We ought to plan the ideal of our city with an eye to four considerations. The first, as being the most indispensable, is health.
ARISTOTLE,
Politics (ca. 350 B.C.)
Community design influences human behavior. The ways that cities, suburbs, and towns are designed and built impact the people who work, live, and play in them. The placement, layout, and design of transportation systems, of office complexes, of parks, and of the countless physical elements that make up communities result in real places that have real significance in terms of how we spend our time and what activities we engage in. Where people live, where they work, how they get around, how much pollution they produce, what kinds of environmental hazards they face, and what kinds of amenities they enjoy are a direct product of how communities are designed. This book is about how our communities influence one important type of behavior, physical activity, and the health outcomes that are associated with it.
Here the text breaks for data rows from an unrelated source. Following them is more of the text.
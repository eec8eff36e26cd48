//! Non-blocking logging example
//!
//! Demonstrates handing file writes to a background thread and observing
//! failures that happen after the log call returned.
//!
//! Run with: cargo run --example non_blocking

use std::sync::atomic::{AtomicUsize, Ordering};
use std::sync::Arc;
use std::thread;
use std::time::Instant;
use transport_logger::prelude::*;

fn main() -> Result<()> {
    println!("=== Transport Logger - Non-Blocking Example ===\n");

    let failures = Arc::new(AtomicUsize::new(0));
    let failures_clone = Arc::clone(&failures);

    let file = PlainFileTransport::new()
        .with_log_path("logs")
        .with_log_format("{time} | {level} | {content}")
        .with_custom_time("%H:%M:%S%.3f");

    let logger = Arc::new(
        Logger::new("background").with_transport(NonBlockingTransport::with_failure_handler(
            file,
            Arc::new(move |failure: &TransportFailure| {
                eprintln!("write failed: {}", failure);
                failures_clone.fetch_add(1, Ordering::Relaxed);
            }),
        )),
    );

    println!("1. Logging from 4 threads:");
    let start = Instant::now();
    let handles: Vec<_> = (0..4)
        .map(|worker| {
            let logger = Arc::clone(&logger);
            thread::spawn(move || {
                for i in 0..1000 {
                    logger.info(&[&"worker", &worker, &"item", &i]);
                }
            })
        })
        .collect();

    for handle in handles {
        let _ = handle.join();
    }
    println!("   4000 records queued in {:?}", start.elapsed());

    logger.flush()?;
    println!("   written in {:?}", start.elapsed());

    println!("\n2. Failures reported: {}", failures.load(Ordering::Relaxed));

    println!("\n=== Example completed successfully! ===");
    println!("Check 'logs/background-latest.log' for the output");

    Ok(())
}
Unfortunately, the great majority of Americans do not get enough physical activity to maintain their health over the long run. Physical inactivity is an enormous health problem in this country, contributing to, among other things, premature death, chronic disease, osteoporosis, poor mental health, and obesity. The environments in which most people spend their time—the modern American city and the suburbs and exurbs that have been the dominant form of development in this country for over a half century—are an important contributor to this problem. The cities and suburbs that we inhabit are not now, and have not been for a long time, places that encourage some critically important forms of physical activity. In short, our physical environment inhibits many forms of activity, such as walking, and has become a significant barrier to more active lifestyles.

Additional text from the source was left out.